Top of RECORDS PROVIDED

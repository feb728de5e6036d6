//! Simulated DP564 for tests and local development.
//!
//! Speaks enough of the control protocol to exercise the client: answers the
//! handshake with a status backlog and a heartbeat, acknowledges commands,
//! sends periodic heartbeats, and can simulate the front-panel knob.

use crate::protocol::{
    decode_volume, encode_volume, hex, Setting, DIM_ACK_PREFIX, DIM_CMD_PREFIX, HANDSHAKE_MSG_1,
    HANDSHAKE_MSG_2, HEARTBEAT, PRE_COMMAND, SOURCE_ACK_PREFIX, SOURCE_CMD_PREFIX,
    VOLUME_ACK_PREFIX, VOLUME_CMD_PREFIX, VOLUME_DEVICE_UPDATE_PREFIX,
};
use crate::state::{DeviceState, Source};
use crate::transport::is_timeout;
use log::{debug, error, info, warn};
use std::io::{self, Read, Write};
use std::net::{Shutdown, TcpListener, TcpStream};
use std::sync::atomic::{AtomicBool, AtomicUsize, Ordering};
use std::sync::{Arc, Mutex, PoisonError};
use std::thread;
use std::time::{Duration, Instant};

const COMMAND_LEN: usize = 6;
const POLL_INTERVAL: Duration = Duration::from_millis(20);

/// How the mock answers commands
#[derive(Debug, Clone, Copy, PartialEq, Eq, Default)]
pub enum AckMode {
    /// Acknowledge with the value that was set
    #[default]
    Normal,
    /// Never acknowledge
    Silent,
    /// Acknowledge with a different value than the one requested
    Wrong,
}

/// Configuration for the mock device
#[derive(Debug, Clone)]
pub struct MockDeviceConfig {
    /// Address to bind to (use "127.0.0.1:0" for a random port)
    pub bind_address: String,
    /// State reported in the backlog and used until commands change it
    pub initial_state: DeviceState,
    /// Send volume/dim/source status frames ahead of the first heartbeat
    pub send_backlog: bool,
    pub ack_mode: AckMode,
    /// Interval of the device's own heartbeats
    pub heartbeat_interval: Duration,
}

impl Default for MockDeviceConfig {
    fn default() -> Self {
        Self {
            bind_address: "127.0.0.1:0".to_string(),
            initial_state: DeviceState::default(),
            send_backlog: true,
            ack_mode: AckMode::Normal,
            heartbeat_interval: Duration::from_secs(10),
        }
    }
}

/// Writable side of one client connection
type ClientStream = Arc<Mutex<TcpStream>>;

/// Everything the connection threads share
struct DeviceShared {
    config: MockDeviceConfig,
    state: Mutex<DeviceState>,
    clients: Mutex<Vec<ClientStream>>,
    commands_received: AtomicUsize,
    heartbeats_received: AtomicUsize,
    should_stop: AtomicBool,
}

/// Mock DP564 accepting any number of control connections
pub struct MockDevice {
    shared: Arc<DeviceShared>,
    actual_port: Option<u16>,
}

impl MockDevice {
    pub fn new(config: MockDeviceConfig) -> Self {
        info!("🎛️ Mock DP564 configured:");
        info!("  🔊 Volume: {:.1} dB", config.initial_state.volume_db);
        info!("  🌗 Dim: {}", config.initial_state.dim);
        info!("  🎚️ Source: {}", config.initial_state.source);
        info!("  📨 Ack mode: {:?}", config.ack_mode);

        Self {
            shared: Arc::new(DeviceShared {
                state: Mutex::new(config.initial_state),
                config,
                clients: Mutex::new(Vec::new()),
                commands_received: AtomicUsize::new(0),
                heartbeats_received: AtomicUsize::new(0),
                should_stop: AtomicBool::new(false),
            }),
            actual_port: None,
        }
    }

    /// Start accepting connections and return the bound port
    pub fn start(&mut self) -> io::Result<u16> {
        let listener = TcpListener::bind(&self.shared.config.bind_address)?;
        listener.set_nonblocking(true)?;
        let actual_port = listener.local_addr()?.port();
        self.actual_port = Some(actual_port);

        info!("🎛️ Mock DP564 listening on 127.0.0.1:{}", actual_port);

        let shared = self.shared.clone();
        thread::spawn(move || {
            let mut next_client_id = 1usize;

            while !shared.should_stop.load(Ordering::Relaxed) {
                match listener.accept() {
                    Ok((stream, peer)) => {
                        let client_id = next_client_id;
                        next_client_id += 1;
                        info!("📡 Client {} connected from {}", client_id, peer);

                        let shared = shared.clone();
                        thread::spawn(move || {
                            if let Err(e) = handle_client(stream, client_id, shared) {
                                error!("Client {} error: {}", client_id, e);
                            }
                        });
                    }
                    Err(e) if e.kind() == io::ErrorKind::WouldBlock => {
                        thread::sleep(POLL_INTERVAL);
                    }
                    Err(e) => {
                        error!("Connection error: {}", e);
                        thread::sleep(POLL_INTERVAL);
                    }
                }
            }

            debug!("🛑 Mock DP564 accept loop stopped");
        });

        Ok(actual_port)
    }

    /// Start in the background and return a handle for testing
    pub fn start_background(mut self) -> io::Result<MockDeviceHandle> {
        let port = self.start()?;
        Ok(MockDeviceHandle { port, device: self })
    }

    pub fn port(&self) -> Option<u16> {
        self.actual_port
    }

    /// Current state as the mock sees it
    pub fn state(&self) -> DeviceState {
        *self
            .shared
            .state
            .lock()
            .unwrap_or_else(PoisonError::into_inner)
    }

    pub fn commands_received(&self) -> usize {
        self.shared.commands_received.load(Ordering::SeqCst)
    }

    pub fn heartbeats_received(&self) -> usize {
        self.shared.heartbeats_received.load(Ordering::SeqCst)
    }

    /// Simulate the volume knob: update the volume and announce it to every client.
    pub fn push_volume(&self, db: f32) {
        let byte = encode_volume(db);
        self.shared
            .state
            .lock()
            .unwrap_or_else(PoisonError::into_inner)
            .apply(Setting::Volume(decode_volume(byte)));

        info!("🎚️ Knob turned to {:.1} dB", decode_volume(byte));
        let mut frame = VOLUME_DEVICE_UPDATE_PREFIX.to_vec();
        frame.push(byte);
        self.shared.broadcast(&frame);
    }

    /// Drop every open connection, as a power cycle would.
    pub fn hang_up(&self) {
        let clients = std::mem::take(
            &mut *self
                .shared
                .clients
                .lock()
                .unwrap_or_else(PoisonError::into_inner),
        );
        for client in clients {
            let stream = client.lock().unwrap_or_else(PoisonError::into_inner);
            stream.shutdown(Shutdown::Both).ok();
        }
        info!("🔌 Mock DP564 hung up");
    }

    pub fn stop(&self) {
        self.shared.should_stop.store(true, Ordering::Relaxed);
        self.hang_up();
    }
}

impl DeviceShared {
    fn broadcast(&self, frame: &[u8]) {
        let mut clients = self.clients.lock().unwrap_or_else(PoisonError::into_inner);
        clients.retain(|client| {
            let mut stream = client.lock().unwrap_or_else(PoisonError::into_inner);
            match stream.write_all(frame) {
                Ok(()) => true,
                Err(e) => {
                    debug!("Dropping client after failed write: {}", e);
                    false
                }
            }
        });
    }

    fn register(&self, client: ClientStream) {
        self.clients
            .lock()
            .unwrap_or_else(PoisonError::into_inner)
            .push(client);
    }

    fn unregister(&self, client: &ClientStream) {
        self.clients
            .lock()
            .unwrap_or_else(PoisonError::into_inner)
            .retain(|c| !Arc::ptr_eq(c, client));
    }

    /// Status frames describing the current state, in the order the device dumps them
    fn backlog(&self) -> Vec<u8> {
        let state = *self.state.lock().unwrap_or_else(PoisonError::into_inner);
        let mut bytes = Vec::new();
        bytes.extend_from_slice(&VOLUME_ACK_PREFIX);
        bytes.push(encode_volume(state.volume_db));
        bytes.extend_from_slice(&DIM_ACK_PREFIX);
        bytes.push(u8::from(state.dim));
        bytes.extend_from_slice(&SOURCE_ACK_PREFIX);
        bytes.push(state.source.index());
        bytes
    }

    /// Apply a command and build the reply the configured ack mode calls for.
    fn answer(&self, command: &[u8]) -> Option<Vec<u8>> {
        self.commands_received.fetch_add(1, Ordering::SeqCst);
        let (prefix, value) = command.split_at(command.len() - 1);
        let value = value[0];

        let (ack_prefix, setting) = if prefix == VOLUME_CMD_PREFIX {
            (VOLUME_ACK_PREFIX, Setting::Volume(decode_volume(value)))
        } else if prefix == DIM_CMD_PREFIX {
            (DIM_ACK_PREFIX, Setting::Dim(value != 0))
        } else if prefix == SOURCE_CMD_PREFIX {
            let Some(source) = Source::from_index(value) else {
                warn!("⚠️ Unknown source index {}", value);
                return None;
            };
            (SOURCE_ACK_PREFIX, Setting::Source(source))
        } else {
            warn!("⚠️ Unknown command: {}", hex(command));
            return None;
        };

        let reply_value = match self.config.ack_mode {
            AckMode::Silent => return None,
            AckMode::Wrong => value.wrapping_add(1),
            AckMode::Normal => {
                self.state
                    .lock()
                    .unwrap_or_else(PoisonError::into_inner)
                    .apply(setting);
                value
            }
        };

        let mut reply = ack_prefix.to_vec();
        reply.push(reply_value);
        Some(reply)
    }
}

/// What the front of the inbound buffer holds
enum Inbound {
    Handshake,
    Heartbeat,
    Command(Vec<u8>),
    Garbage,
}

/// Take the next complete client message off the front of `buf`.
fn next_inbound(buf: &mut Vec<u8>) -> Option<Inbound> {
    if buf.is_empty() {
        return None;
    }

    let prefix_len = buf.len().min(HANDSHAKE_MSG_1.len());
    if buf[..prefix_len] == HANDSHAKE_MSG_1[..prefix_len] {
        // The handshake and the heartbeat share their first four bytes
        if buf.len() < HEARTBEAT.len() {
            return None;
        }
        let message = match buf[HANDSHAKE_MSG_1.len()] {
            b if b == HANDSHAKE_MSG_2[0] => Inbound::Handshake,
            b if b == HEARTBEAT[HEARTBEAT.len() - 1] => Inbound::Heartbeat,
            _ => Inbound::Garbage,
        };
        buf.drain(..HEARTBEAT.len());
        return Some(message);
    }

    if buf[..prefix_len] == PRE_COMMAND[..prefix_len] {
        let total = PRE_COMMAND.len() + COMMAND_LEN;
        if buf.len() < total {
            return None;
        }
        let command = buf[PRE_COMMAND.len()..total].to_vec();
        buf.drain(..total);
        return Some(Inbound::Command(command));
    }

    buf.remove(0);
    Some(Inbound::Garbage)
}

fn handle_client(
    mut stream: TcpStream,
    client_id: usize,
    shared: Arc<DeviceShared>,
) -> io::Result<()> {
    // Accepted sockets may inherit the listener's non-blocking mode
    stream.set_nonblocking(false)?;
    stream.set_read_timeout(Some(POLL_INTERVAL))?;
    stream.set_nodelay(true)?;
    let writer: ClientStream = Arc::new(Mutex::new(stream.try_clone()?));

    let mut pending = Vec::new();
    let mut buf = [0u8; 1024];
    let mut handshaken = false;
    let mut last_heartbeat = Instant::now();

    let result = 'session: loop {
        if shared.should_stop.load(Ordering::Relaxed) {
            break Ok(());
        }

        if handshaken && last_heartbeat.elapsed() >= shared.config.heartbeat_interval {
            last_heartbeat = Instant::now();
            if let Err(e) = write_to(&writer, &HEARTBEAT) {
                break Err(e);
            }
        }

        let n = match stream.read(&mut buf) {
            Ok(0) => break Ok(()),
            Ok(n) => n,
            Err(e) if is_timeout(&e) || e.kind() == io::ErrorKind::Interrupted => continue,
            Err(e) => break Err(e),
        };
        pending.extend_from_slice(&buf[..n]);

        while let Some(message) = next_inbound(&mut pending) {
            match message {
                Inbound::Handshake => {
                    info!("🤝 Client {} completed handshake", client_id);
                    let mut dump = if shared.config.send_backlog {
                        shared.backlog()
                    } else {
                        Vec::new()
                    };
                    dump.extend_from_slice(&HEARTBEAT);
                    if !handshaken {
                        handshaken = true;
                        shared.register(writer.clone());
                    }
                    if let Err(e) = write_to(&writer, &dump) {
                        break 'session Err(e);
                    }
                    last_heartbeat = Instant::now();
                }
                Inbound::Heartbeat => {
                    shared.heartbeats_received.fetch_add(1, Ordering::SeqCst);
                    debug!("💓 Heartbeat from client {}", client_id);
                }
                Inbound::Command(command) => {
                    debug!("📥 Client {} command: {}", client_id, hex(&command));
                    if let Some(reply) = shared.answer(&command) {
                        if let Err(e) = write_to(&writer, &reply) {
                            break 'session Err(e);
                        }
                    }
                }
                Inbound::Garbage => {
                    debug!("🗑️ Client {} sent unexpected bytes", client_id);
                }
            }
        }
    };

    shared.unregister(&writer);
    info!("🔌 Client {} disconnected", client_id);
    result
}

fn write_to(client: &ClientStream, bytes: &[u8]) -> io::Result<()> {
    client
        .lock()
        .unwrap_or_else(PoisonError::into_inner)
        .write_all(bytes)
}

/// Handle for a mock device running in the background
pub struct MockDeviceHandle {
    pub port: u16,
    device: MockDevice,
}

impl MockDeviceHandle {
    pub fn address(&self) -> String {
        format!("127.0.0.1:{}", self.port)
    }

    pub fn device(&self) -> &MockDevice {
        &self.device
    }

    pub fn stop(&self) {
        self.device.stop();
    }
}

impl Drop for MockDeviceHandle {
    fn drop(&mut self) {
        self.stop();
        // Give the connection threads a moment to notice
        thread::sleep(Duration::from_millis(50));
    }
}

Bottom of RECORDS PROVIDED

● GOAL OF THE EXERCISE:
Using the entries above, quote each line verbatim from the first through the line that contains "commands change it".

● TASK ANSWER:
repository feb728de5e6036d6
//! Simulated DP564 for tests and local development.
//!
//! Speaks enough of the control protocol to exercise the client: answers the
//! handshake with a status backlog and a heartbeat, acknowledges commands,
//! sends periodic heartbeats, and can simulate the front-panel knob.

use crate::protocol::{
    decode_volume, encode_volume, hex, Setting, DIM_ACK_PREFIX, DIM_CMD_PREFIX, HANDSHAKE_MSG_1,
    HANDSHAKE_MSG_2, HEARTBEAT, PRE_COMMAND, SOURCE_ACK_PREFIX, SOURCE_CMD_PREFIX,
    VOLUME_ACK_PREFIX, VOLUME_CMD_PREFIX, VOLUME_DEVICE_UPDATE_PREFIX,
};
use crate::state::{DeviceState, Source};
use crate::transport::is_timeout;
use log::{debug, error, info, warn};
use std::io::{self, Read, Write};
use std::net::{Shutdown, TcpListener, TcpStream};
use std::sync::atomic::{AtomicBool, AtomicUsize, Ordering};
use std::sync::{Arc, Mutex, PoisonError};
use std::thread;
use std::time::{Duration, Instant};

const COMMAND_LEN: usize = 6;
const POLL_INTERVAL: Duration = Duration::from_millis(20);

/// How the mock answers commands
#[derive(Debug, Clone, Copy, PartialEq, Eq, Default)]
pub enum AckMode {
    /// Acknowledge with the value that was set
    #[default]
    Normal,
    /// Never acknowledge
    Silent,
    /// Acknowledge with a different value than the one requested
    Wrong,
}

/// Configuration for the mock device
#[derive(Debug, Clone)]
pub struct MockDeviceConfig {
    /// Address to bind to (use "127.0.0.1:0" for a random port)
    pub bind_address: String,
    /// State reported in the backlog and used until commands change it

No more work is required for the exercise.